There is one things you must do to guarantee yourself the results you are after at the gym. Nothing else even comes close.
So you made it to the gym.
Cool. Sweet. Perfect.
That is the plan. Showing up is technically the only way to get results. But what happens after you walk through the doors? After the all the workouts. After all the sweat. After all the protein shakes. Why don’t you look the way you think you should by now?
Come here—I’ll tell you.
…Wait. You’re already here (awkward humming to kill the silence).
Unequivocally, the number one thing you must do to get results—and continue getting results until you reach your ideal body—is progress your workouts. Let me explain. The AI man in the picture below went to the gym consistently over the span of three years. He got good results but eventually stalled out.
Progression is the name of the game
When you exercise, especially when you lift weights, you place stress on your body. That stress creates tiny amounts of damage and fatigue in your muscles, connective tissue, and nervous system. Your body doesn’t like being stressed, so it responds the only way it knows how: it adapts.
If you expose your body to the same stimulus repeatedly—lifting the same weights, running the same distances—it becomes more efficient at handling that stress. Muscles get stronger, endurance improves, and movements feel easier. This adaptation is exactly what creates progress.
Over time, as long as you’re consistent, your body will change to match the demands placed on it:
- Muscles grow bigger and stronger
- Endurance improves
- Your ability to recover increases
- Your physique starts to shift
And at first, this works really well.
But here’s where most people get stuck.
Once your body has adapted to a stimulus, that stimulus stops producing results. If you don’t increase the challenge—heavier weights, more reps, more volume, longer runs, higher intensity—your body has no reason to keep changing. Progress slows, then stalls, and eventually stops.

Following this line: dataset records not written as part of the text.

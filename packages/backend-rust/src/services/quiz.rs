//! Quizzes
//!
//! A quiz is created by the course-view trigger, timed from its first
//! opening, and submitted exactly once as a whole.

use std::collections::HashSet;

use chrono::{DateTime, Utc};
use serde::Serialize;

use noobular_algo::{
    accepts_submission, plan_quiz, quiz_state, ChoiceId, CourseProgress, KpId, PoolKind,
    QuestionId, QuizState,
};

use super::{check_choice, AnswerFeedback, EngineError, EngineResult, LearnerContext, QuestionView};
use crate::db::operations::pools::{self, OwnedQuestion};
use crate::db::operations::{answers, assessments};
use crate::db::UnitOfWork;

#[derive(Debug, Clone, Copy, PartialEq, Eq, Serialize)]
pub struct QuizScore {
    pub correct: usize,
    pub total: usize,
}

#[derive(Debug, Clone, Serialize)]
#[serde(rename_all = "camelCase")]
pub struct QuizView {
    pub id: i64,
    pub state: QuizState,
    pub started_at: Option<DateTime<Utc>>,
    pub deadline_at: Option<DateTime<Utc>>,
    pub questions: Vec<QuestionView>,
    /// Present once the quiz has been submitted
    pub score: Option<QuizScore>,
}

#[derive(Debug, Clone, Serialize)]
#[serde(rename_all = "camelCase")]
pub struct QuizAnswerResult {
    pub question_id: QuestionId,
    pub feedback: AnswerFeedback,
}

#[derive(Debug, Clone, Serialize)]
#[serde(rename_all = "camelCase")]
pub struct QuizSubmission {
    pub results: Vec<QuizAnswerResult>,
    pub score: QuizScore,
    /// KPs that got a review because of a wrong answer here
    pub reviews_created: Vec<KpId>,
}

fn score(ctx: &LearnerContext, owned: &[OwnedQuestion]) -> QuizScore {
    let correct = owned
        .iter()
        .filter(|q| {
            q.choice_id.is_some_and(|choice| {
                ctx.course()
                    .question(q.question_id)
                    .is_some_and(|question| question.is_correct(choice))
            })
        })
        .count();
    QuizScore { correct, total: owned.len() }
}

/// Creates a quiz when enough KPs were completed since the last one. Returns
/// the new quiz id.
pub async fn run_quiz_trigger(
    uow: &mut UnitOfWork,
    ctx: &LearnerContext,
    progress: &CourseProgress,
) -> EngineResult<Option<i64>> {
    let course = ctx.course();
    let last = assessments::last_quiz_created_at(uow.conn(), course.id, ctx.user_id).await?;
    let Some(plan) = plan_quiz(course, progress, &ctx.config, last) else {
        return Ok(None);
    };

    let quiz_id = assessments::create_quiz(uow.conn(), course.id, ctx.user_id, ctx.now_ms()).await?;
    for question_id in &plan.questions {
        pools::assign(
            uow.conn(),
            ctx.user_id,
            *question_id,
            PoolKind::Quiz,
            Some(quiz_id),
            ctx.now_ms(),
        )
        .await?;
    }
    tracing::info!(
        user_id = ctx.user_id,
        course_id = course.id,
        quiz_id,
        sampled = ?plan.sampled_kps,
        questions = plan.questions.len(),
        "quiz created"
    );
    Ok(Some(quiz_id))
}

/// Shows a quiz, starting its clock on first opening.
pub async fn open_quiz(
    uow: &mut UnitOfWork,
    ctx: &LearnerContext,
    quiz_id: i64,
) -> EngineResult<QuizView> {
    let quiz = assessments::get_quiz(uow.conn(), quiz_id, ctx.course().id, ctx.user_id)
        .await?
        .ok_or_else(|| EngineError::NotFound(format!("quiz {quiz_id} not found")))?;
    let owned = pools::owned_questions(uow.conn(), ctx.user_id, PoolKind::Quiz, quiz_id).await?;

    let started_at_ms = match quiz.started_at_ms {
        Some(started) => Some(started),
        None if !owned.is_empty() => {
            assessments::start_quiz(uow.conn(), quiz_id, ctx.now_ms()).await?;
            Some(ctx.now_ms())
        }
        None => None,
    };

    let answered = owned.iter().filter(|q| q.choice_id.is_some()).count();
    let state = quiz_state(started_at_ms, answered, owned.len(), ctx.now_ms(), &ctx.config);

    let questions = owned
        .iter()
        .map(|q| Ok(QuestionView::new(ctx.question(q.question_id)?, q.choice_id)))
        .collect::<EngineResult<Vec<_>>>()?;

    Ok(QuizView {
        id: quiz_id,
        state,
        started_at: started_at_ms.and_then(DateTime::from_timestamp_millis),
        deadline_at: started_at_ms
            .and_then(|s| DateTime::from_timestamp_millis(s + ctx.config.quiz_time_limit_ms())),
        questions,
        score: (state == QuizState::Submitted).then(|| score(ctx, &owned)),
    })
}

/// Grades a whole quiz. Every question must be answered exactly once, and
/// only within the time limit plus the grace period.
pub async fn submit_quiz(
    uow: &mut UnitOfWork,
    ctx: &LearnerContext,
    quiz_id: i64,
    submitted: &[(QuestionId, ChoiceId)],
) -> EngineResult<QuizSubmission> {
    let quiz = assessments::get_quiz(uow.conn(), quiz_id, ctx.course().id, ctx.user_id)
        .await?
        .ok_or_else(|| EngineError::NotFound(format!("quiz {quiz_id} not found")))?;
    let Some(started_at_ms) = quiz.started_at_ms else {
        return Err(EngineError::BadRequest(format!("quiz {quiz_id} has not been started")));
    };
    if !accepts_submission(started_at_ms, ctx.now_ms(), &ctx.config) {
        return Err(EngineError::QuizClosed(format!("quiz {quiz_id} time window has closed")));
    }

    let owned = pools::owned_questions(uow.conn(), ctx.user_id, PoolKind::Quiz, quiz_id).await?;
    if owned.iter().any(|q| q.choice_id.is_some()) {
        return Err(EngineError::AlreadyAnswered(format!("quiz {quiz_id} was already submitted")));
    }

    let expected: HashSet<QuestionId> = owned.iter().map(|q| q.question_id).collect();
    let mut seen: HashSet<QuestionId> = HashSet::new();
    for (question_id, choice_id) in submitted {
        if !expected.contains(question_id) {
            return Err(EngineError::BadRequest(format!(
                "question {question_id} is not part of quiz {quiz_id}"
            )));
        }
        if !seen.insert(*question_id) {
            return Err(EngineError::BadRequest(format!(
                "question {question_id} answered more than once"
            )));
        }
        check_choice(ctx.question(*question_id)?, *choice_id)?;
    }
    if seen.len() != expected.len() {
        return Err(EngineError::BadRequest(format!(
            "quiz {quiz_id} needs answers for all {} questions",
            expected.len()
        )));
    }

    let mut results = Vec::with_capacity(submitted.len());
    let mut reviews_created = Vec::new();
    let mut correct = 0;
    for (question_id, choice_id) in submitted {
        let question = ctx.question(*question_id)?;
        answers::record_answer(uow.conn(), ctx.user_id, *question_id, *choice_id, ctx.now_ms())
            .await?;
        let feedback = AnswerFeedback::for_choice(question, *choice_id);
        if feedback.correct {
            correct += 1;
        } else {
            let kp_id = question.knowledge_point_id;
            if assessments::create_review(uow.conn(), kp_id, ctx.user_id, ctx.now_ms()).await? {
                tracing::info!(user_id = ctx.user_id, kp_id, quiz_id, "review created from quiz");
                reviews_created.push(kp_id);
            }
        }
        results.push(QuizAnswerResult { question_id: *question_id, feedback });
    }

    let score = QuizScore { correct, total: owned.len() };
    tracing::info!(
        user_id = ctx.user_id,
        quiz_id,
        correct = score.correct,
        total = score.total,
        "quiz submitted"
    );
    Ok(QuizSubmission { results, score, reviews_created })
}
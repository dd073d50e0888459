//! Course loading
//!
//! Course files are JSON documents deserialized into [`CourseDefinition`].
//! A file is identified by the SHA-256 of its bytes; a hash that is already
//! stored means the course was loaded before and the file is skipped.

use std::path::{Path, PathBuf};

use serde::Serialize;
use sha2::{Digest, Sha256};
use thiserror::Error;

use noobular_algo::{validate_course, CourseDefinition, CourseError, CourseId};

use crate::db::operations::courses;
use crate::db::Database;

#[derive(Debug, Error)]
pub enum CourseLoadError {
    #[error("failed to read course file: {0}")]
    Io(#[from] std::io::Error),
    #[error("malformed course file: {0}")]
    Parse(#[from] serde_json::Error),
    #[error("invalid course: {0}")]
    Invalid(#[from] CourseError),
    #[error("database error: {0}")]
    Sql(#[from] sqlx::Error),
}

#[derive(Debug, Clone, PartialEq, Eq)]
pub enum LoadOutcome {
    Loaded(CourseId),
    AlreadyLoaded,
}

#[derive(Debug, Clone, Default, Serialize)]
#[serde(rename_all = "camelCase")]
pub struct LoadReport {
    pub loaded: usize,
    pub skipped: usize,
    pub invalid: usize,
}

pub fn content_hash(bytes: &[u8]) -> String {
    hex::encode(Sha256::digest(bytes))
}

/// Parses, validates and stores one course in its own transaction.
pub async fn load_course_bytes(
    db: &Database,
    bytes: &[u8],
    now_ms: i64,
) -> Result<LoadOutcome, CourseLoadError> {
    let hash = content_hash(bytes);
    let mut uow = db.begin().await?;
    if courses::course_hash_exists(uow.conn(), &hash).await? {
        return Ok(LoadOutcome::AlreadyLoaded);
    }

    let definition = CourseDefinition::from_json_slice(bytes)?;
    validate_course(&definition)?;

    let course_id = courses::insert_course(uow.conn(), &definition, &hash, now_ms).await?;
    uow.commit().await?;
    Ok(LoadOutcome::Loaded(course_id))
}

fn course_files(dir: &Path) -> std::io::Result<Vec<PathBuf>> {
    let mut files: Vec<PathBuf> = std::fs::read_dir(dir)?
        .filter_map(|entry| entry.ok().map(|e| e.path()))
        .filter(|path| path.is_file() && path.extension().is_some_and(|ext| ext == "json"))
        .collect();
    files.sort();
    Ok(files)
}

/// Loads every `*.json` file in `dir`. A bad file is logged and skipped so
/// one broken course never keeps the others from loading.
pub async fn load_courses_dir(db: &Database, dir: &Path, now_ms: i64) -> LoadReport {
    let mut report = LoadReport::default();

    let files = match course_files(dir) {
        Ok(files) => files,
        Err(err) => {
            tracing::warn!(dir = %dir.display(), error = %err, "courses directory not readable");
            return report;
        }
    };

    for path in files {
        let result = match tokio::fs::read(&path).await {
            Ok(bytes) => load_course_bytes(db, &bytes, now_ms).await,
            Err(err) => Err(CourseLoadError::Io(err)),
        };
        match result {
            Ok(LoadOutcome::Loaded(course_id)) => {
                report.loaded += 1;
                tracing::info!(path = %path.display(), course_id, "course loaded");
            }
            Ok(LoadOutcome::AlreadyLoaded) => {
                report.skipped += 1;
                tracing::debug!(path = %path.display(), "course unchanged, skipping");
            }
            Err(err) => {
                report.invalid += 1;
                tracing::warn!(path = %path.display(), error = %err, "course rejected");
            }
        }
    }

    report
}
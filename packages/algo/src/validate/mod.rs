//! Course Validation
//!
//! Authoring-time checks run once when a course is loaded. Any failure is
//! fatal to loading that course and names the offending lesson, knowledge
//! point or question.

use thiserror::Error;

use crate::graph::{validate_prerequisite_graph, GraphError};
use crate::types::{
    CourseDefinition, MAX_COURSE_KNOWLEDGE_POINTS, MIN_CHOICES_PER_QUESTION,
    MIN_QUESTIONS_PER_KNOWLEDGE_POINT,
};

#[derive(Debug, Clone, PartialEq, Eq, Error)]
pub enum CourseError {
    #[error("course title must be a non-empty string")]
    MissingTitle,
    #[error("course has no lessons")]
    NoLessons,
    #[error("lesson {lesson} title must be a non-empty string")]
    MissingLessonTitle { lesson: usize },
    #[error("lesson {lesson} ('{title}') has no knowledge points")]
    EmptyLesson { lesson: usize, title: String },
    #[error("knowledge point '{knowledge_point}' must have at least {min} questions, found {found}")]
    TooFewQuestions {
        knowledge_point: String,
        min: usize,
        found: usize,
    },
    #[error("knowledge point '{knowledge_point}', question {question} must have at least {min} choices")]
    TooFewChoices {
        knowledge_point: String,
        question: usize,
        min: usize,
    },
    #[error("knowledge point '{knowledge_point}', question {question} has {found} correct answers, expected exactly 1")]
    CorrectChoiceCount {
        knowledge_point: String,
        question: usize,
        found: usize,
    },
    #[error("too many knowledge points: max {max}, observed {found}")]
    TooManyKnowledgePoints { max: usize, found: usize },
    #[error(transparent)]
    Graph(#[from] GraphError),
}

/// Validates an authored course: structure and question shape first, then
/// the prerequisite graph.
pub fn validate_course(course: &CourseDefinition) -> Result<(), CourseError> {
    if course.title.trim().is_empty() {
        return Err(CourseError::MissingTitle);
    }
    if course.lessons.is_empty() {
        return Err(CourseError::NoLessons);
    }

    for (lesson_idx, lesson) in course.lessons.iter().enumerate() {
        if lesson.title.trim().is_empty() {
            return Err(CourseError::MissingLessonTitle { lesson: lesson_idx });
        }
        if lesson.knowledge_points.is_empty() {
            return Err(CourseError::EmptyLesson {
                lesson: lesson_idx,
                title: lesson.title.clone(),
            });
        }

        for kp in &lesson.knowledge_points {
            if kp.questions.len() < MIN_QUESTIONS_PER_KNOWLEDGE_POINT {
                return Err(CourseError::TooFewQuestions {
                    knowledge_point: kp.name.clone(),
                    min: MIN_QUESTIONS_PER_KNOWLEDGE_POINT,
                    found: kp.questions.len(),
                });
            }

            for (q_idx, question) in kp.questions.iter().enumerate() {
                if question.choices.len() < MIN_CHOICES_PER_QUESTION {
                    return Err(CourseError::TooFewChoices {
                        knowledge_point: kp.name.clone(),
                        question: q_idx,
                        min: MIN_CHOICES_PER_QUESTION,
                    });
                }
                let correct = question.choices.iter().filter(|c| c.correct).count();
                if correct != 1 {
                    return Err(CourseError::CorrectChoiceCount {
                        knowledge_point: kp.name.clone(),
                        question: q_idx,
                        found: correct,
                    });
                }
            }
        }
    }

    let kp_count = course.knowledge_points().count();
    if kp_count > MAX_COURSE_KNOWLEDGE_POINTS {
        return Err(CourseError::TooManyKnowledgePoints {
            max: MAX_COURSE_KNOWLEDGE_POINTS,
            found: kp_count,
        });
    }

    validate_prerequisite_graph(
        course
            .knowledge_points()
            .map(|kp| (kp.name.as_str(), kp.prerequisites.as_slice())),
    )?;

    Ok(())
}

#[cfg(test)]
mod tests {
    use super::*;
    use crate::types::{
        ChoiceDefinition, KnowledgePointDefinition, LessonDefinition, QuestionDefinition,
    };

    fn question(correct: usize, total: usize) -> QuestionDefinition {
        QuestionDefinition {
            prompt: "prompt".to_string(),
            explanation: "because".to_string(),
            choices: (0..total)
                .map(|i| ChoiceDefinition { text: format!("choice {i}"), correct: i < correct })
                .collect(),
        }
    }

    fn kp(name: &str, prerequisites: &[&str]) -> KnowledgePointDefinition {
        KnowledgePointDefinition {
            name: name.to_string(),
            description: format!("{name} description"),
            prerequisites: prerequisites.iter().map(|s| s.to_string()).collect(),
            contents: vec!["content".to_string()],
            questions: vec![question(1, 3), question(1, 2)],
        }
    }

    fn course(kps: Vec<KnowledgePointDefinition>) -> CourseDefinition {
        CourseDefinition {
            title: "Course".to_string(),
            lessons: vec![LessonDefinition { title: "Lesson".to_string(), knowledge_points: kps }],
        }
    }

    #[test]
    fn test_valid_course() {
        let c = course(vec![kp("a", &[]), kp("b", &["a"])]);
        assert_eq!(validate_course(&c), Ok(()));
    }

    #[test]
    fn test_blank_title() {
        let mut c = course(vec![kp("a", &[])]);
        c.title = "   ".to_string();
        assert_eq!(validate_course(&c), Err(CourseError::MissingTitle));
    }

    #[test]
    fn test_too_few_questions() {
        let mut a = kp("a", &[]);
        a.questions.truncate(1);
        assert!(matches!(
            validate_course(&course(vec![a])),
            Err(CourseError::TooFewQuestions { found: 1, .. })
        ));
    }

    #[test]
    fn test_wrong_correct_count() {
        let mut a = kp("a", &[]);
        a.questions[1] = question(2, 3);
        assert_eq!(
            validate_course(&course(vec![a])),
            Err(CourseError::CorrectChoiceCount {
                knowledge_point: "a".to_string(),
                question: 1,
                found: 2,
            })
        );
    }

    #[test]
    fn test_too_few_choices() {
        let mut a = kp("a", &[]);
        a.questions[0] = question(1, 1);
        assert!(matches!(
            validate_course(&course(vec![a])),
            Err(CourseError::TooFewChoices { question: 0, .. })
        ));
    }

    #[test]
    fn test_empty_lesson() {
        let c = course(vec![]);
        assert!(matches!(validate_course(&c), Err(CourseError::EmptyLesson { lesson: 0, .. })));
    }

    #[test]
    fn test_graph_errors_are_reported() {
        let c = course(vec![kp("a", &[]), kp("b", &["c"]), kp("c", &["b"])]);
        assert!(matches!(
            validate_course(&c),
            Err(CourseError::Graph(GraphError::Unreachable { .. }))
        ));
    }
}
//! Assessment Scheduler
//!
//! Trigger arithmetic for quizzes and reviews plus the lifecycle predicates
//! of each assessment instance. Creation itself (rows, timestamps) is the
//! backend's job; this module decides *whether* and *with what*.

use std::collections::HashSet;

use rand::seq::SliceRandom;
use rand::{Rng, SeedableRng};
use rand_chacha::ChaCha8Rng;
use serde::{Deserialize, Serialize};

use crate::graph::PrerequisiteGraph;
use crate::mastery::{lesson_completion_times, trailing_correct, CourseProgress, KpProgress, PoolEntry};
use crate::types::{Course, EngineConfig, KpId, PoolKind, QuestionId, EPOCH_MS};

// ==================== Quiz Trigger ====================

/// Whether the KP already has questions in a quiz, review or diagnostic pool.
fn is_assessed(progress: &KpProgress) -> bool {
    !(progress.quiz.is_empty() && progress.review.is_empty() && progress.diagnostic.is_empty())
}

/// Lesson-completed KPs with a lesson-pool answer newer than `since_ms`,
/// in course order. KPs already represented in an assessment pool are left
/// out.
pub fn recently_completed_kps(
    course: &Course,
    progress: &CourseProgress,
    config: &EngineConfig,
    since_ms: i64,
) -> Vec<KpId> {
    let times = lesson_completion_times(course, progress, config);
    course
        .knowledge_points()
        .filter(|kp| times.get(&kp.id).is_some_and(|&t| t > since_ms))
        .filter(|kp| progress.kp(kp.id).is_some_and(|p| !is_assessed(p)))
        .map(|kp| kp.id)
        .collect()
}
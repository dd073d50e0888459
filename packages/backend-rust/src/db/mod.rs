pub mod operations;
pub mod sqlite_primary;
pub mod sqlite_schema;

use std::path::Path;

use sqlx::{Sqlite, SqliteConnection, SqlitePool, Transaction};

pub use sqlite_primary::SqliteInitError;

/// Handle to the engine's SQLite database.
#[derive(Clone)]
pub struct Database {
    pool: SqlitePool,
}

impl Database {
    pub async fn open(path: &Path) -> Result<Self, SqliteInitError> {
        let pool = sqlite_primary::init_sqlite_pool(path).await?;
        Ok(Self { pool })
    }

    /// Opens a unit of work holding the write lock for its whole lifetime,
    /// so reads of progress and the allocations derived from them are
    /// serialized per database.
    pub async fn begin(&self) -> Result<UnitOfWork, sqlx::Error> {
        let mut tx = self.pool.begin().await?;
        sqlx::query(r#"UPDATE "_db_metadata" SET "value" = "value" WHERE "key" = 'schema_version'"#)
            .execute(&mut *tx)
            .await?;
        Ok(UnitOfWork { tx })
    }

    pub async fn ping(&self) -> bool {
        sqlx::query_scalar::<_, i64>("SELECT 1")
            .fetch_one(&self.pool)
            .await
            .is_ok()
    }
}

/// One request's transaction. Changes become visible only through
/// [`UnitOfWork::commit`]; dropping it rolls everything back.
pub struct UnitOfWork {
    tx: Transaction<'static, Sqlite>,
}

impl UnitOfWork {
    pub fn conn(&mut self) -> &mut SqliteConnection {
        &mut self.tx
    }

    pub async fn commit(self) -> Result<(), sqlx::Error> {
        self.tx.commit().await
    }
}
//! Prerequisite DAG
//!
//! Validation of authored prerequisite graphs (unique names, known
//! prerequisites, no cycles, every KP reachable from a root) and the
//! adjacency-list view of a loaded course that the mastery tracker, the
//! review trigger and the diagnostic traversal share.

use std::collections::HashMap;

use serde::{Deserialize, Serialize};
use thiserror::Error;

use crate::types::{Course, KpId};

// ==================== Validation ====================

#[derive(Debug, Clone, PartialEq, Eq, Error)]
pub enum GraphError {
    #[error("duplicate knowledge point name '{0}'")]
    DuplicateName(String),
    #[error("knowledge point '{knowledge_point}' has unknown prerequisite '{prerequisite}'")]
    UnknownPrerequisite {
        knowledge_point: String,
        prerequisite: String,
    },
    #[error("prerequisite cycle detected: {}", .path.join(" -> "))]
    Cycle { path: Vec<String> },
    #[error("knowledge points not reachable from any root: {}", .path.join(" -> "))]
    Unreachable { path: Vec<String> },
}

/// Validates a prerequisite graph given as `(name, prerequisite names)` pairs.
///
/// The graph is walked depth-first from every zero-prerequisite root along
/// prerequisite -> dependent edges. A back edge is reported as a cycle with
/// the closing path. Anything left unvisited afterwards is unreachable; the
/// residue is searched again so the report names the loop that keeps it
/// detached when there is one.
pub fn validate_prerequisite_graph<'a, I>(nodes: I) -> Result<(), GraphError>
where
    I: IntoIterator<Item = (&'a str, &'a [String])>,
{
    let nodes: Vec<(&str, &[String])> = nodes.into_iter().collect();

    let mut index: HashMap<&str, usize> = HashMap::with_capacity(nodes.len());
    for (i, (name, _)) in nodes.iter().enumerate() {
        if index.insert(*name, i).is_some() {
            return Err(GraphError::DuplicateName(name.to_string()));
        }
    }

    let mut prerequisites: Vec<Vec<usize>> = vec![Vec::new(); nodes.len()];
    let mut postrequisites: Vec<Vec<usize>> = vec![Vec::new(); nodes.len()];
    for (i, (name, prereqs)) in nodes.iter().enumerate() {
        for prereq in prereqs.iter() {
            let Some(&p) = index.get(prereq.as_str()) else {
                return Err(GraphError::UnknownPrerequisite {
                    knowledge_point: name.to_string(),
                    prerequisite: prereq.clone(),
                });
            };
            if !prerequisites[i].contains(&p) {
                prerequisites[i].push(p);
                postrequisites[p].push(i);
            }
        }
    }

    let names = |path: Vec<usize>| -> Vec<String> {
        path.into_iter().map(|i| nodes[i].0.to_string()).collect()
    };

    let mut visited = vec![false; nodes.len()];
    let mut on_stack = vec![false; nodes.len()];
    for root in (0..nodes.len()).filter(|&i| prerequisites[i].is_empty()) {
        if visited[root] {
            continue;
        }
        let mut stack = Vec::new();
        if let Some(cycle) =
            find_cycle(root, &postrequisites, &mut visited, &mut on_stack, &mut stack)
        {
            return Err(GraphError::Cycle { path: names(cycle) });
        }
    }

    let unvisited: Vec<usize> = (0..nodes.len()).filter(|&i| !visited[i]).collect();
    let Some(&first) = unvisited.first() else {
        return Ok(());
    };

    // Walk prerequisite edges backwards from the detached residue.
    let mut residual_visited = vec![false; nodes.len()];
    let mut residual_on_stack = vec![false; nodes.len()];
    let mut stack = Vec::new();
    let path = match find_cycle(
        first,
        &prerequisites,
        &mut residual_visited,
        &mut residual_on_stack,
        &mut stack,
    ) {
        Some(mut cycle) => {
            cycle.reverse();
            cycle
        }
        None => unvisited,
    };
    Err(GraphError::Unreachable { path: names(path) })
}

fn find_cycle(
    node: usize,
    edges: &[Vec<usize>],
    visited: &mut [bool],
    on_stack: &mut [bool],
    stack: &mut Vec<usize>,
) -> Option<Vec<usize>> {
    visited[node] = true;
    on_stack[node] = true;
    stack.push(node);

    for &next in &edges[node] {
        if !visited[next] {
            if let Some(cycle) = find_cycle(next, edges, visited, on_stack, stack) {
                return Some(cycle);
            }
        } else if on_stack[next] {
            let start = stack.iter().position(|&n| n == next).unwrap_or(0);
            let mut cycle = stack[start..].to_vec();
            cycle.push(next);
            return Some(cycle);
        }
    }

    stack.pop();
    on_stack[node] = false;
    None
}

// ==================== Adjacency ====================

/// Prerequisite/postrequisite adjacency of a loaded course, built once.
#[derive(Debug, Clone, Default, Serialize, Deserialize)]
pub struct PrerequisiteGraph {
    /// KP ids in course order (lesson order, then KP order within a lesson)
    order: Vec<KpId>,
    prerequisites: HashMap<KpId, Vec<KpId>>,
    postrequisites: HashMap<KpId, Vec<KpId>>,
}

impl PrerequisiteGraph {
    pub fn from_course(course: &Course) -> Self {
        let mut graph = Self::default();
        for lesson in &course.lessons {
            for kp in &lesson.knowledge_points {
                graph.order.push(kp.id);
                graph.prerequisites.insert(kp.id, kp.prerequisites.clone());
                graph.postrequisites.entry(kp.id).or_default();
            }
        }
        for lesson in &course.lessons {
            for kp in &lesson.knowledge_points {
                for prereq in &kp.prerequisites {
                    graph.postrequisites.entry(*prereq).or_default().push(kp.id);
                }
            }
        }
        graph
    }

    pub fn kp_ids(&self) -> &[KpId] {
        &self.order
    }

    pub fn prerequisites(&self, kp: KpId) -> &[KpId] {
        self.prerequisites.get(&kp).map(Vec::as_slice).unwrap_or(&[])
    }

    pub fn postrequisites(&self, kp: KpId) -> &[KpId] {
        self.postrequisites.get(&kp).map(Vec::as_slice).unwrap_or(&[])
    }

    /// KPs with no prerequisites, in course order
    pub fn roots(&self) -> Vec<KpId> {
        self.order
            .iter()
            .copied()
            .filter(|kp| self.prerequisites(*kp).is_empty())
            .collect()
    }

    /// A leaf has no postrequisites: nothing lists it as a prerequisite.
    pub fn is_leaf(&self, kp: KpId) -> bool {
        self.postrequisites(kp).is_empty()
    }
}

This is why you see people who go to the gym all the time but look the exact same year after year. They do the same exercises, with the same weights, for the same reps. Their bodies adapted long ago, and they never forced them to adapt again.
Think of it like getting a sun tan.
The first few days in the sun, your skin changes quickly. Stay out the same amount every day, and the change slows. Eventually, you stop getting darker unless you increase exposure. So, if you want to be tanner, you have to stay in the sun longer and longer until you reach your desired look.
Training works the exact same way.
No increased stimulus means no reason to adapt. But as you’ll see in the progression photo below, our same AI man went to the gym for the same amount of time but continued to progress his workouts.
If you want results—and want to keep those results coming—your workouts must progress. That’s not optional. That’s the rule.
How to Progress (Without Overthinking It)
Progression doesn’t mean destroying yourself every workout. It means giving your body a slightly greater reason to adapt over time. Small, consistent increases beat big, reckless ones every time. Why you ask? Because going hard increases your risk of injury and/or recovery time and that means less time in the gym.
Here are the simplest and most effective ways to do it:
1. Add weight
The most obvious form of progression. When you can complete all your prescribed reps with good form, increase the weight slightly the next time you perform that exercise. This might be 2.5–10 pounds depending on the movement.
2. Add reps
If increasing weight isn’t realistic yet, add reps. For example, if your goal is 8–12 reps and you hit 12 across all sets, it’s time to increase the challenge—either by adding weight next session or resetting reps slightly higher.
3. Add sets or total volume
Another option is increasing how much total work you do. An extra set or two over the course of a week can be enough to push adaptation without overwhelming recovery.
4. Increase frequency or duration (for cardio)
For endurance work, progression might mean longer runs, more intervals, slightly faster pace, or adding another session per week. For weights it could be bench pressing, squatting, abs, etc. 2-3 days a week compared to one (you’re adding more total reps per week).
When to Increase
Progression should happen only after adaptation—not randomly.
A good rule of thumb:
- If a weight or workout feels easier than it did before
- If your reps improve week to week
- If recovery stays manageable
…it’s time to increase stimulus.
If performance is dropping, soreness is excessive, or motivation is tanking, that’s not a sign to push harder—it’s a sign to hold steady or deload before progressing again.
Progress is a long game. The goal isn’t to get ripped in a day … that’s never going to happen. The goal is to keep giving your body a reason to adapt month after month, year after year. That’s how results are built. Add weights, reps, duration, etc. every 2-3 weeks or as you see fit and watch your body change remarkably over time.